■ **What is being asked**: From the entries below, retype only the lines from the one with "pub fn cache_len(&self)" through the one with "the same way.", exactly as written.

Saved data entries
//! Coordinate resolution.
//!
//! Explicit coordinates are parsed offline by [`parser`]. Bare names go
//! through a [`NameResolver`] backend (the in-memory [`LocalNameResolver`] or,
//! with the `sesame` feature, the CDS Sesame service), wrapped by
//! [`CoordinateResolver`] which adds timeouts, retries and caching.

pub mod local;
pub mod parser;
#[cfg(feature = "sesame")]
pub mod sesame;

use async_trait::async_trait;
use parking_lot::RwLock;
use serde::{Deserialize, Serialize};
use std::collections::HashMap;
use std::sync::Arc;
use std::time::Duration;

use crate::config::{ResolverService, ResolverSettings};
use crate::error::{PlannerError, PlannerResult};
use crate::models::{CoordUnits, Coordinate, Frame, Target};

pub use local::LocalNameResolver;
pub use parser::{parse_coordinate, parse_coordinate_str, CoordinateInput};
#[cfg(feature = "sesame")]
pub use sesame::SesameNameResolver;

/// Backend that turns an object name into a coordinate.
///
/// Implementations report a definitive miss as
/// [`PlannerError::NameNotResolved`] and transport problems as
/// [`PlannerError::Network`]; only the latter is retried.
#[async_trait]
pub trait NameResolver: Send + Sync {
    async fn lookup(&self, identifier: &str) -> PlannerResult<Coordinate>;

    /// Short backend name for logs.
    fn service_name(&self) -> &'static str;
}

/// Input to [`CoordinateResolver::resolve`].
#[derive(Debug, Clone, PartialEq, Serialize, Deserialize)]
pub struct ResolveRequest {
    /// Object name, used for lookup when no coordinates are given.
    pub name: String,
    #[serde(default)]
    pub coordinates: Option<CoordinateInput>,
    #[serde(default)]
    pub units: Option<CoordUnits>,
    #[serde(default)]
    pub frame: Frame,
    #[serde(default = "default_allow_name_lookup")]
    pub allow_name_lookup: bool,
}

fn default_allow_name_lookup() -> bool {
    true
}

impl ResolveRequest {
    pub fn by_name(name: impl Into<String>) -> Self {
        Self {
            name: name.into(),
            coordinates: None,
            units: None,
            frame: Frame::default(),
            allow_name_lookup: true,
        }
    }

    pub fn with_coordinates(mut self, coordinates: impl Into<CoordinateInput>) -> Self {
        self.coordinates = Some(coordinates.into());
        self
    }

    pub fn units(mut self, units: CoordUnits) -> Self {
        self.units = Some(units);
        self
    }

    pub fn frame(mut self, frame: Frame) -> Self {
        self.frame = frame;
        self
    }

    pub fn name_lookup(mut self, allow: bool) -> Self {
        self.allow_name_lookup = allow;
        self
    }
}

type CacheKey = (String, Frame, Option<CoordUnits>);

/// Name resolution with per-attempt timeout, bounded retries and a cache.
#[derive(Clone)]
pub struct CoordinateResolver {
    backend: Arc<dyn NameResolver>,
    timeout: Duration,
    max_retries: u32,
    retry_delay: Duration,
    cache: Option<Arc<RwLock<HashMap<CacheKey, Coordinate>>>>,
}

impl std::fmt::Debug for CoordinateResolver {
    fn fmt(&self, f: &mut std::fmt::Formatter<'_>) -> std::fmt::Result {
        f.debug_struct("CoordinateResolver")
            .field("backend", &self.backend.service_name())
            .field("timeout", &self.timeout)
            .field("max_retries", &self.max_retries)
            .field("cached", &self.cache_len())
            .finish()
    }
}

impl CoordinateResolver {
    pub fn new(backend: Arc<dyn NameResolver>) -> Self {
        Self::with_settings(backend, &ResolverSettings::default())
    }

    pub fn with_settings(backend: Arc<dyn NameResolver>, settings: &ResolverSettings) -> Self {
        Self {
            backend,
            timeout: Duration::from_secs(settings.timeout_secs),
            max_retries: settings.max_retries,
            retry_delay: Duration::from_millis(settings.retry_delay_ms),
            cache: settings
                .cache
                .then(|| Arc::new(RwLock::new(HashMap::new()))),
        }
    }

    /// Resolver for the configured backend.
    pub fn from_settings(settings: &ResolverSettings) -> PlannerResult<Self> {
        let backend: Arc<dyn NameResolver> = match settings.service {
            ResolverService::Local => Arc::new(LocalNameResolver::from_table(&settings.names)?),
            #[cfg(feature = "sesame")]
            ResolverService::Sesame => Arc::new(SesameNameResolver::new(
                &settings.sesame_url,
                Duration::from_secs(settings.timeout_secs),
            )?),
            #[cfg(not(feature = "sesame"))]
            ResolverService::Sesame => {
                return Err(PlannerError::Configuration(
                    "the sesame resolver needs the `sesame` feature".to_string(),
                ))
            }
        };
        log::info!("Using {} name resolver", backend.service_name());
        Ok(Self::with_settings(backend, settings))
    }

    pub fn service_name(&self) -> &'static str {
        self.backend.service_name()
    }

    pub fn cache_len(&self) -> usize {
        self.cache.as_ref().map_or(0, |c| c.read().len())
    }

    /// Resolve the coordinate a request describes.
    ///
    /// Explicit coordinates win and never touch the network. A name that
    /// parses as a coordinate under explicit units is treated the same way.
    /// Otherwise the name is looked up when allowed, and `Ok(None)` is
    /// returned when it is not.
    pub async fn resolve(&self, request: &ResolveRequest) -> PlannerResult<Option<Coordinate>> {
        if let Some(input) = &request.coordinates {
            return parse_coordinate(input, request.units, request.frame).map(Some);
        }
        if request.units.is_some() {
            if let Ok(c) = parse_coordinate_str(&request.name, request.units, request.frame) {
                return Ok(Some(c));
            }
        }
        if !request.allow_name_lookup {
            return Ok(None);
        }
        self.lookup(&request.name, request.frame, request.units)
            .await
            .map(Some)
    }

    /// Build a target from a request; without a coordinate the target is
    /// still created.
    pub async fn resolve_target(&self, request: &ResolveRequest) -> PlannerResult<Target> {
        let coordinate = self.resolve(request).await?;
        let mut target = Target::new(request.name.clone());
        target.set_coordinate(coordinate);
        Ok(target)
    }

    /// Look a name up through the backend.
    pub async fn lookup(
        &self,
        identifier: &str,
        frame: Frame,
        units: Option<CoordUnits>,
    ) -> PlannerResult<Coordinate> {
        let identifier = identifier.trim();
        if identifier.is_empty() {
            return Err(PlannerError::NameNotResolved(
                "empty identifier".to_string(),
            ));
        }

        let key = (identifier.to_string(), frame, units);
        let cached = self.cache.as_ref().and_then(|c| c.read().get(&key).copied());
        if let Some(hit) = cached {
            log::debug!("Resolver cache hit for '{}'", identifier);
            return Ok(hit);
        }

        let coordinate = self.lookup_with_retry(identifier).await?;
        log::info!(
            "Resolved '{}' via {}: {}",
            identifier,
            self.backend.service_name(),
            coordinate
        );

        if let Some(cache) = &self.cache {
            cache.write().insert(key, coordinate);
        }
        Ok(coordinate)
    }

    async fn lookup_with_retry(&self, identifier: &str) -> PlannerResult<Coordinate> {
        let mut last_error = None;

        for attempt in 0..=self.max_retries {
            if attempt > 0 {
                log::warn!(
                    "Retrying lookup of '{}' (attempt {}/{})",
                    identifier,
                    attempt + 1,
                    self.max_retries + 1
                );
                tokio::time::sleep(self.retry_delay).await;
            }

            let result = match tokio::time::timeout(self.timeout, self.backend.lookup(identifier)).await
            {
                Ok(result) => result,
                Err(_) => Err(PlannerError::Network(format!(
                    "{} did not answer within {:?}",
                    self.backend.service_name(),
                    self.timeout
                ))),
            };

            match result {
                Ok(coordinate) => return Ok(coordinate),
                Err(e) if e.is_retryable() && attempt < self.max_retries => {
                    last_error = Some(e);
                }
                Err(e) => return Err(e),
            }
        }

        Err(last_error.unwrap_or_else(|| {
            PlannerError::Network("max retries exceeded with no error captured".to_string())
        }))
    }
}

■ **Written response**:
    pub fn cache_len(&self) -> usize {
        self.cache.as_ref().map_or(0, |c| c.read().len())
    }

    /// Resolve the coordinate a request describes.
    ///
    /// Explicit coordinates win and never touch the network. A name that
    /// parses as a coordinate under explicit units is treated the same way.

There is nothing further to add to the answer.